If we focus solely on the destination, on rewarding the finished product, aren’t we training ourselves and our students to embrace extinction and irrelevancy?  If George Siemens is right, and it’s really not about what you know but your ability to know more, then portfolios should be fluid places that are in constant flux and change. 

They should showcase the meeting of competencies, but only as sign posts along the side of the way. The journey always continues.

And each portfolio or personal learning environment should be unique. Take a peek over at Jeremy Hiebert’s blog. Both his article, and the comments are well worth your time if you’re thinking about portfolios.

""Self-Directed Learning Tools" to reflect the types of tools and functions that connect these concepts above and below — although the label still sucks, this is a significant conceptual shift — we’re not talking about a PLE (or e-portfolio) as a tool itself. I’m not even sure that it can be created or designed by someone for someone else. Just as each person’s desires, abilities and past experiences are different, each person’s personal learning environment should be their own unique combination of tools, networks and methods that help them accomplish their goals. If the learning environment is truly personal, the tools and the learning are self-directed by definition." (Hiebert, 2006)

Interesting thought: portfolios that are unique, because the student is unique.

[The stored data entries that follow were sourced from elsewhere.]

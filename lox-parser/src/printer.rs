//! Pretty printers for the AST.
//!
//! [`print_expr`], [`print_stmt`] and [`print_program`] render S-expressions for debugging and
//! tests. [`to_source`] renders Lox source that parses back into the same tree.

use crate::ast::{Expr, Stmt};
use crate::lexer::TokenKind;

const INDENT: &str = "    ";

/// Renders `expr` as an S-expression, e.g. `(+ 1 (* 2 3))`.
pub fn print_expr(expr: &Expr) -> String {
    match expr {
        Expr::StringLit(value) => format!("\"{}\"", value),
        Expr::NumberLit(value) => value.to_string(),
        Expr::BoolLit(value) => value.to_string(),
        Expr::NilLit => "nil".to_string(),
        Expr::Unary { op, arg } => format!("({} {})", op.lexeme, print_expr(arg)),
        Expr::Binary { lhs, op, rhs } | Expr::Logical { lhs, op, rhs } => format!(
            "({} {} {})",
            op.lexeme,
            print_expr(lhs),
            print_expr(rhs)
        ),
        Expr::Conditional {
            condition,
            then_branch,
            else_branch,
        } => format!(
            "(?: {} {} {})",
            print_expr(condition),
            print_expr(then_branch),
            print_expr(else_branch)
        ),
        Expr::Grouping(inner) => format!("(group {})", print_expr(inner)),
        Expr::Variable(name) => name.lexeme.clone(),
        Expr::Assign { name, value } => format!("(= {} {})", name.lexeme, print_expr(value)),
        Expr::Error => "<error>".to_string(),
    }
}

/// Renders `stmt` as an S-expression, e.g. `(while (< i 3) (print i))`.
pub fn print_stmt(stmt: &Stmt) -> String {
    match stmt {
        Stmt::Expr(expr) => format!("(expr {})", print_expr(expr)),
        Stmt::Print(expr) => format!("(print {})", print_expr(expr)),
        Stmt::VarDeclaration {
            name,
            initializer: Some(initializer),
        } => format!("(var {} {})", name.lexeme, print_expr(initializer)),
        Stmt::VarDeclaration {
            name,
            initializer: None,
        } => format!("(var {})", name.lexeme),
        Stmt::Block(body) => {
            let mut out = "(block".to_string();
            for stmt in body {
                out.push(' ');
                out.push_str(&print_stmt(stmt));
            }
            out.push(')');
            out
        }
        Stmt::If {
            condition,
            then_branch,
            else_branch,
        } => match else_branch {
            Some(else_branch) => format!(
                "(if {} {} {})",
                print_expr(condition),
                print_stmt(then_branch),
                print_stmt(else_branch)
            ),
            None => format!("(if {} {})", print_expr(condition), print_stmt(then_branch)),
        },
        Stmt::While { condition, body } => {
            format!("(while {} {})", print_expr(condition), print_stmt(body))
        }
    }
}

/// Renders every statement of `program` on its own line.
pub fn print_program(program: &[Stmt]) -> String {
    program
        .iter()
        .map(print_stmt)
        .collect::<Vec<_>>()
        .join("\n")
}

/// Renders `program` as Lox source.
///
/// Parentheses are only emitted for [`Expr::Grouping`] nodes, so a tree obtained by parsing is
/// printed back into source that parses into the same tree.
pub fn to_source(program: &[Stmt]) -> String {
    let mut printer = SourcePrinter::default();
    for stmt in program {
        printer.stmt(stmt);
        printer.out.push('\n');
    }
    printer.out
}

#[derive(Default)]
struct SourcePrinter {
    out: String,
    depth: usize,
}

impl SourcePrinter {
    fn indent(&mut self) {
        for _ in 0..self.depth {
            self.out.push_str(INDENT);
        }
    }

    /// Writes `stmt` at the current position. Nested statements start on the same line.
    fn stmt(&mut self, stmt: &Stmt) {
        match stmt {
            Stmt::Expr(expr) => {
                self.expr(expr);
                self.out.push(';');
            }
            Stmt::Print(expr) => {
                self.out.push_str("print ");
                self.expr(expr);
                self.out.push(';');
            }
            Stmt::VarDeclaration { name, initializer } => {
                self.out.push_str("var ");
                self.out.push_str(&name.lexeme);
                if let Some(initializer) = initializer {
                    self.out.push_str(" = ");
                    self.expr(initializer);
                }
                self.out.push(';');
            }
            Stmt::Block(body) => {
                self.out.push('{');
                self.depth += 1;
                for stmt in body {
                    self.out.push('\n');
                    self.indent();
                    self.stmt(stmt);
                }
                self.depth -= 1;
                if !body.is_empty() {
                    self.out.push('\n');
                    self.indent();
                }
                self.out.push('}');
            }
            Stmt::If {
                condition,
                then_branch,
                else_branch,
            } => {
                self.out.push_str("if (");
                self.expr(condition);
                self.out.push_str(") ");
                self.stmt(then_branch);
                if let Some(else_branch) = else_branch {
                    self.out.push_str(" else ");
                    self.stmt(else_branch);
                }
            }
            Stmt::While { condition, body } => {
                self.out.push_str("while (");
                self.expr(condition);
                self.out.push_str(") ");
                self.stmt(body);
            }
        }
    }

    fn expr(&mut self, expr: &Expr) {
        match expr {
            Expr::StringLit(value) => {
                self.out.push('"');
                self.out.push_str(value);
                self.out.push('"');
            }
            Expr::NumberLit(value) => self.out.push_str(&value.to_string()),
            Expr::BoolLit(value) => self.out.push_str(&value.to_string()),
            Expr::NilLit => self.out.push_str("nil"),
            Expr::Unary { op, arg } => {
                self.out.push_str(&op.lexeme);
                self.expr(arg);
            }
            Expr::Binary { lhs, op, rhs } | Expr::Logical { lhs, op, rhs } => {
                self.expr(lhs);
                if op.kind != TokenKind::Comma {
                    self.out.push(' ');
                }
                self.out.push_str(&op.lexeme);
                self.out.push(' ');
                self.expr(rhs);
            }
            Expr::Conditional {
                condition,
                then_branch,
                else_branch,
            } => {
                self.expr(condition);
                self.out.push_str(" ? ");
                self.expr(then_branch);
                self.out.push_str(" : ");
                self.expr(else_branch);
            }
            Expr::Grouping(inner) => {
                self.out.push('(');
                self.expr(inner);
                self.out.push(')');
            }
            Expr::Variable(name) => self.out.push_str(&name.lexeme),
            Expr::Assign { name, value } => {
                self.out.push_str(&name.lexeme);
                self.out.push_str(" = ");
                self.expr(value);
            }
            // Not valid Lox. Only present in programs that had errors.
            Expr::Error => self.out.push_str("<error>"),
        }
    }
}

I think there will be some elements of uniformity in that there are core competencies that everyone needs to learn and be able to do, but how that person reaches those goals and records them, can and should be different.

And if we do our jobs correctly, the real power of the portfolio is what happens after our students have long left our classrooms.

Success: the portfolio, or at least the act of ongoing development and learning, goes on and continues.

Failure: School’s finnished, I graduated, I passed the level = I’m done.

The Value Added Portfolio: I show my work. My audience can see the process, and how I utilized  resources and connections to create solutions.